A pet cockatoo was the suspected source of Cryptococcus neoformans recovered from the cerebral spinal fluid (CSF) of an immunocompromised patient with cryptococcosis based on the molecular analyses available in 2000. Here we report whole genome sequence analysis of the clinical and cockatoo strains. Both are closely related MATα strains belonging to the VNII lineage, confirming that the human infection likely originated from pet bird exposure. The two strains differ by 61 single nucleotide polymorphisms, including 8 nonsynonymous changes involving 7 genes. To ascertain whether changes in these genes are selected during mammalian infection, we passaged the cockatoo strain in mice.

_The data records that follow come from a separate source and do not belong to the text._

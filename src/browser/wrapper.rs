//! Chrome-backed portal session
//!
//! Each conversation gets its own Chrome process with a private profile
//! directory, so sessions never share cookies or tabs.

use async_trait::async_trait;
use base64::Engine;
use chromiumoxide::browser::Browser;
use chromiumoxide::element::Element;
use chromiumoxide::page::Page;
use chromiumoxide_cdp::cdp::browser_protocol::network::{
    EventResponseReceived, GetResponseBodyParams, RequestId,
};
use chromiumoxide_cdp::cdp::browser_protocol::target::EventTargetCreated;
use futures::StreamExt;
use std::path::PathBuf;
use std::time::Duration;
use tokio::task::JoinHandle;
use tracing::{debug, info, warn};

use super::{
    BrowserError, BrowserResult, CaptureTab, NetworkResponse, PortalSession, ResponseStream,
    TabId, TabStream,
};
use crate::utils::{duration_ms, wait_for_element};
use crate::{BrowserConfig, TimeoutConfig};

const VISIBILITY_PROBE: &str = "function() { \
    const r = this.getBoundingClientRect(); \
    const s = window.getComputedStyle(this); \
    return r.width > 0 && r.height > 0 && s.visibility !== 'hidden' && s.display !== 'none'; }";

const CHECKED_PROBE: &str = "function() { return !!this.checked; }";

const TAB_ATTACH_POLL: Duration = Duration::from_millis(20);

/// Browser process, its CDP handler task and the page driven for one
/// conversation.
///
/// Handler MUST be aborted when the wrapper goes away, otherwise it keeps
/// polling a dead connection.
pub struct BrowserWrapper {
    id: String,
    browser: Browser,
    handler: JoinHandle<()>,
    page: Page,
    user_data_dir: Option<PathBuf>,
    action_timeout: Duration,
    navigation_timeout: Duration,
}

impl BrowserWrapper {
    pub(crate) fn new(
        id: String,
        browser: Browser,
        handler: JoinHandle<()>,
        page: Page,
        user_data_dir: PathBuf,
        timeouts: &TimeoutConfig,
    ) -> Self {
        Self {
            id,
            browser,
            handler,
            page,
            user_data_dir: Some(user_data_dir),
            action_timeout: timeouts.action(),
            navigation_timeout: timeouts.navigation(),
        }
    }

    /// Remove the profile directory.
    ///
    /// MUST run after `browser.wait()` so Chrome has released its file
    /// handles.
    pub fn cleanup_temp_dir(&mut self) {
        if let Some(path) = self.user_data_dir.take() {
            debug!(session = %self.id, "Removing profile directory {}", path.display());
            if let Err(e) = std::fs::remove_dir_all(&path) {
                warn!(
                    session = %self.id,
                    "Failed to remove profile directory {}: {}",
                    path.display(),
                    e
                );
            }
        }
    }

    async fn find(&self, selector: &str, visible: bool) -> BrowserResult<Element> {
        let element = wait_for_element(&self.page, selector, self.action_timeout).await?;
        if !visible {
            return Ok(element);
        }

        let start = std::time::Instant::now();
        let mut poll_interval = Duration::from_millis(100);
        loop {
            let shown = element
                .call_js_fn(VISIBILITY_PROBE, false)
                .await
                .ok()
                .and_then(|r| r.result.value)
                .and_then(|v| v.as_bool())
                .unwrap_or(false);
            if shown {
                return Ok(element);
            }
            if start.elapsed() >= self.action_timeout {
                return Err(BrowserError::Timeout {
                    what: format!("'{selector}' to become visible"),
                    after_ms: duration_ms(self.action_timeout),
                });
            }
            tokio::time::sleep(poll_interval).await;
            poll_interval = (poll_interval * 2).min(Duration::from_secs(1));
        }
    }

    async fn press(&self, element: &Element, selector: &str) -> BrowserResult<()> {
        element
            .scroll_into_view()
            .await
            .map_err(|e| BrowserError::Protocol(format!("scroll to '{selector}': {e}")))?;

        // Click at the element's point directly; Element::click can hang on
        // IntersectionObserver-heavy pages.
        let point = element
            .clickable_point()
            .await
            .map_err(|e| BrowserError::Protocol(format!("'{selector}' is not clickable: {e}")))?;

        self.page
            .click(point)
            .await
            .map_err(|e| BrowserError::Protocol(format!("click on '{selector}': {e}")))?;
        Ok(())
    }
}

impl Drop for BrowserWrapper {
    fn drop(&mut self) {
        self.handler.abort();

        if let Some(path) = &self.user_data_dir {
            warn!(
                session = %self.id,
                "BrowserWrapper dropped without close(); profile directory orphaned: {}",
                path.display()
            );
        }
    }
}

#[async_trait]
impl PortalSession for BrowserWrapper {
    fn id(&self) -> &str {
        &self.id
    }

    async fn navigate(&mut self, url: &str) -> BrowserResult<()> {
        tokio::time::timeout(self.navigation_timeout, self.page.goto(url))
            .await
            .map_err(|_| BrowserError::Timeout {
                what: format!("navigation to {url}"),
                after_ms: duration_ms(self.navigation_timeout),
            })?
            .map_err(|e| BrowserError::Protocol(format!("navigation to {url} failed: {e}")))?;
        debug!(session = %self.id, url, "Navigated");
        Ok(())
    }

    async fn wait_for_element(&mut self, selector: &str, visible: bool) -> BrowserResult<()> {
        self.find(selector, visible).await.map(|_| ())
    }

    async fn click(&mut self, selector: &str) -> BrowserResult<()> {
        let element = self.find(selector, false).await.map_err(|e| match e {
            BrowserError::Timeout { .. } => BrowserError::NoSuchElement {
                selector: selector.to_string(),
            },
            other => other,
        })?;
        self.press(&element, selector).await
    }

    async fn type_text(&mut self, selector: &str, text: &str) -> BrowserResult<()> {
        let element = self.find(selector, false).await.map_err(|e| match e {
            BrowserError::Timeout { .. } => BrowserError::NoSuchElement {
                selector: selector.to_string(),
            },
            other => other,
        })?;

        // Focus by clicking, then clear whatever the portal prefilled
        self.press(&element, selector).await?;
        element
            .call_js_fn("function() { this.value = ''; }", false)
            .await
            .map_err(|e| BrowserError::Protocol(format!("clear '{selector}': {e}")))?;
        element
            .type_str(text)
            .await
            .map_err(|e| BrowserError::Protocol(format!("type into '{selector}': {e}")))?;
        Ok(())
    }

    async fn wait_for_navigation(&mut self) -> BrowserResult<()> {
        tokio::time::timeout(self.navigation_timeout, self.page.wait_for_navigation())
            .await
            .map_err(|_| BrowserError::Timeout {
                what: "navigation to settle".into(),
                after_ms: duration_ms(self.navigation_timeout),
            })?
            .map_err(|e| BrowserError::Protocol(format!("waiting for navigation: {e}")))?;
        Ok(())
    }

    async fn read_checked(&mut self, selector: &str) -> BrowserResult<bool> {
        let element = self.find(selector, false).await.map_err(|e| match e {
            BrowserError::Timeout { .. } => BrowserError::NoSuchElement {
                selector: selector.to_string(),
            },
            other => other,
        })?;
        let checked = element
            .call_js_fn(CHECKED_PROBE, false)
            .await
            .map_err(|e| BrowserError::Protocol(format!("read '{selector}': {e}")))?
            .result
            .value
            .and_then(|v| v.as_bool())
            .unwrap_or(false);
        Ok(checked)
    }

    async fn current_url(&mut self) -> BrowserResult<Option<String>> {
        self.page
            .url()
            .await
            .map_err(|e| BrowserError::Protocol(format!("read page url: {e}")))
    }

    async fn watch_new_tabs(&mut self) -> BrowserResult<TabStream> {
        let events = self
            .browser
            .event_listener::<EventTargetCreated>()
            .await
            .map_err(|e| BrowserError::Protocol(format!("subscribe to target events: {e}")))?;

        let tabs = events
            .filter_map(|event| async move {
                let info = &event.target_info;
                (info.r#type == "page")
                    .then(|| Ok::<_, BrowserError>(TabId(info.target_id.inner().clone())))
            })
            .boxed();
        Ok(tabs)
    }

    async fn open_tab(&mut self, tab: &TabId) -> BrowserResult<Box<dyn CaptureTab>> {
        // A freshly created target may take a moment to be attached as a
        // page. Poll tightly: responses served before the listener below is
        // armed are lost.
        let start = std::time::Instant::now();
        loop {
            let page = self
                .browser
                .pages()
                .await
                .map_err(|e| BrowserError::Protocol(format!("list pages: {e}")))?
                .into_iter()
                .find(|p| p.target_id().inner() == &tab.0);
            if let Some(page) = page {
                let responses = response_stream(&page).await?;
                debug!(session = %self.id, tab = %tab.0, "Capture tab attached");
                return Ok(Box::new(ChromeTab {
                    page,
                    responses: Some(responses),
                }));
            }
            if start.elapsed() >= self.action_timeout {
                return Err(BrowserError::Timeout {
                    what: format!("tab {} to attach", tab.0),
                    after_ms: duration_ms(self.action_timeout),
                });
            }
            tokio::time::sleep(TAB_ATTACH_POLL).await;
        }
    }

    async fn close(self: Box<Self>) -> BrowserResult<()> {
        let mut this = *self;
        info!(session = %this.id, "Closing browser session");

        // close() asks Chrome to exit; wait() reaps the process. Without
        // both the process lingers as a zombie.
        if let Err(e) = this.browser.close().await {
            warn!(session = %this.id, "Failed to close browser cleanly: {}", e);
        }
        if let Err(e) = this.browser.wait().await {
            warn!(session = %this.id, "Failed to wait for browser exit: {}", e);
        }
        this.cleanup_temp_dir();
        Ok(())
    }
}

/// A tab opened by the portal in the session's browser
pub struct ChromeTab {
    page: Page,
    /// Armed when the tab was attached, handed out by the first
    /// `watch_responses`
    responses: Option<ResponseStream>,
}

async fn response_stream(page: &Page) -> BrowserResult<ResponseStream> {
    let events = page
        .event_listener::<EventResponseReceived>()
        .await
        .map_err(|e| BrowserError::Protocol(format!("subscribe to responses: {e}")))?;

    let responses = events
        .map(|event| {
            let response = &event.response;
            Ok::<_, BrowserError>(NetworkResponse {
                request_id: event.request_id.inner().clone(),
                url: response.url.clone(),
                content_type: header_value(response.headers.inner(), "content-type"),
                mime_type: Some(response.mime_type.clone()).filter(|m| !m.is_empty()),
            })
        })
        .boxed();
    Ok(responses)
}

#[async_trait]
impl CaptureTab for ChromeTab {
    async fn bring_to_front(&mut self) -> BrowserResult<()> {
        self.page
            .bring_to_front()
            .await
            .map_err(|e| BrowserError::Protocol(format!("bring tab to front: {e}")))?;
        Ok(())
    }

    async fn watch_responses(&mut self) -> BrowserResult<ResponseStream> {
        match self.responses.take() {
            Some(responses) => Ok(responses),
            None => response_stream(&self.page).await,
        }
    }

    async fn read_body(&mut self, response: &NetworkResponse) -> BrowserResult<Vec<u8>> {
        let body = self
            .page
            .execute(GetResponseBodyParams::new(RequestId::new(
                response.request_id.clone(),
            )))
            .await
            .map_err(|e| BrowserError::Protocol(format!("read body of {}: {e}", response.url)))?;

        if body.result.base64_encoded {
            base64::engine::general_purpose::STANDARD
                .decode(body.result.body.as_bytes())
                .map_err(|e| BrowserError::Protocol(format!("decode body of {}: {e}", response.url)))
        } else {
            Ok(body.result.body.clone().into_bytes())
        }
    }

    async fn close(self: Box<Self>) -> BrowserResult<()> {
        self.page
            .close()
            .await
            .map_err(|e| BrowserError::Protocol(format!("close tab: {e}")))
    }
}

/// Case-insensitive header lookup on a CDP headers object
fn header_value(headers: &serde_json::Value, name: &str) -> Option<String> {
    headers.as_object()?.iter().find_map(|(key, value)| {
        key.eq_ignore_ascii_case(name)
            .then(|| value.as_str().map(str::to_string))
            .flatten()
    })
}

/// Launch a dedicated browser for one session.
///
/// The profile directory is unique per session so concurrent sessions never
/// contend for Chrome's profile lock.
pub async fn launch_browser(
    browser: &BrowserConfig,
    timeouts: &TimeoutConfig,
) -> BrowserResult<BrowserWrapper> {
    let id = uuid::Uuid::new_v4().simple().to_string();
    let user_data_dir = std::env::temp_dir().join(format!("portal_courier_{id}"));

    let (chrome, handler) =
        crate::browser_setup::launch_browser(browser, Some(user_data_dir.clone()))
            .await
            .map_err(|e| BrowserError::LaunchFailed(format!("{e:#}")))?;

    let page = match chrome.new_page("about:blank").await {
        Ok(page) => page,
        Err(e) => {
            let mut chrome = chrome;
            let _ = chrome.close().await;
            let _ = chrome.wait().await;
            handler.abort();
            let _ = std::fs::remove_dir_all(&user_data_dir);
            return Err(BrowserError::LaunchFailed(format!("create page: {e}")));
        }
    };

    info!(session = %id, "Browser session launched");
    Ok(BrowserWrapper::new(
        id,
        chrome,
        handler,
        page,
        user_data_dir,
        timeouts,
    ))
}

Remarkably, isolates obtained from mouse tissue possess a frame-shift mutation in one of the seven genes altered in the human sample, a gene predicted to encode a SWI-SNF chromatin-remodeling complex protein. Both cockatoo and patient strains as well as mouse passaged isolates obtained from brain tissue had a premature stop codon in a homolog of ZFC3, a predicted single-zinc finger containing protein, which is associated with larger capsules when deleted and appears to have reverted to a full-length protein in the mouse passaged isolates obtained from lung tissue. The patient strain and mouse passaged isolates show variability in the expression of virulence factors, with differences in capsule size, melanization, and rates on non-lytic expulsion from macrophages observed. Our results establish that environmental strains undergo genomic and phenotypic changes during mammalian passage, suggesting that animal virulence can be a mechanism for genetic change and that the genomes of clinical isolates may provide a readout of mutations acquired during infection. ### Competing Interest Statement The authors have declared no competing interest.